(Stored entries)
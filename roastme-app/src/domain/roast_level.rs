use roastme_errors::AppError;
use serde::{Deserialize, Serialize};
use std::fmt;
use std::str::FromStr;

#[derive(Debug, Clone, Copy, PartialEq, Eq, Hash, Serialize, Deserialize)]
#[serde(rename_all = "lowercase")]
pub enum RoastLevel {
    Soft,
    Medium,
    Brutal,
}

impl RoastLevel {
    pub const ALL: [RoastLevel; 3] = [Self::Soft, Self::Medium, Self::Brutal];

    pub fn as_str(&self) -> &'static str {
        match self {
            Self::Soft => "soft",
            Self::Medium => "medium",
            Self::Brutal => "brutal",
        }
    }

    pub fn label(&self) -> &'static str {
        match self {
            Self::Soft => "SOFT",
            Self::Medium => "MEDIUM",
            Self::Brutal => "BRUTAL",
        }
    }

    /// Sampling temperature sent with the completion request.
    pub fn temperature(&self) -> f32 {
        match self {
            Self::Soft => 0.7,
            Self::Medium => 0.8,
            Self::Brutal => 0.9,
        }
    }
}

impl fmt::Display for RoastLevel {
    fn fmt(&self, f: &mut fmt::Formatter<'_>) -> fmt::Result {
        f.write_str(self.as_str())
    }
}

impl FromStr for RoastLevel {
    type Err = AppError;

    fn from_str(s: &str) -> Result<Self, Self::Err> {
        match s.trim().to_lowercase().as_str() {
            "soft" => Ok(Self::Soft),
            "medium" => Ok(Self::Medium),
            "brutal" => Ok(Self::Brutal),
            _ => Err(AppError::InvalidLevel(s.to_string())),
        }
    }
}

**What is required**
Your task is to print all of the records exactly.

**Task result**
filename roastme-app/src/domain/roast_level.rs
use roastme_errors::AppError;
use serde::{Deserialize, Serialize};
use std::fmt;
use std::str::FromStr;

#[derive(Debug, Clone, Copy, PartialEq, Eq, Hash, Serialize, Deserialize)]
#[serde(rename_all = "lowercase")]
pub enum RoastLevel {
    Soft,
    Medium,
    Brutal,
}

impl RoastLevel {
    pub const ALL: [RoastLevel; 3] = [Self::Soft, Self::Medium, Self::Brutal];

    pub fn as_str(&self) -> &'static str {
        match self {
            Self::Soft => "soft",
            Self::Medium => "medium",
            Self::Brutal => "brutal",
        }
    }

    pub fn label(&self) -> &'static str {
        match self {
            Self::Soft => "SOFT",
            Self::Medium => "MEDIUM",
            Self::Brutal => "BRUTAL",
        }
    }

    /// Sampling temperature sent with the completion request.
    pub fn temperature(&self) -> f32 {
        match self {
            Self::Soft => 0.7,
            Self::Medium => 0.8,
            Self::Brutal => 0.9,
        }
    }
}

impl fmt::Display for RoastLevel {
    fn fmt(&self, f: &mut fmt::Formatter<'_>) -> fmt::Result {
        f.write_str(self.as_str())
    }
}

impl FromStr for RoastLevel {
    type Err = AppError;

    fn from_str(s: &str) -> Result<Self, Self::Err> {
        match s.trim().to_lowercase().as_str() {
            "soft" => Ok(Self::Soft),
            "medium" => Ok(Self::Medium),
            "brutal" => Ok(Self::Brutal),
            _ => Err(AppError::InvalidLevel(s.to_string())),
        }
    }
}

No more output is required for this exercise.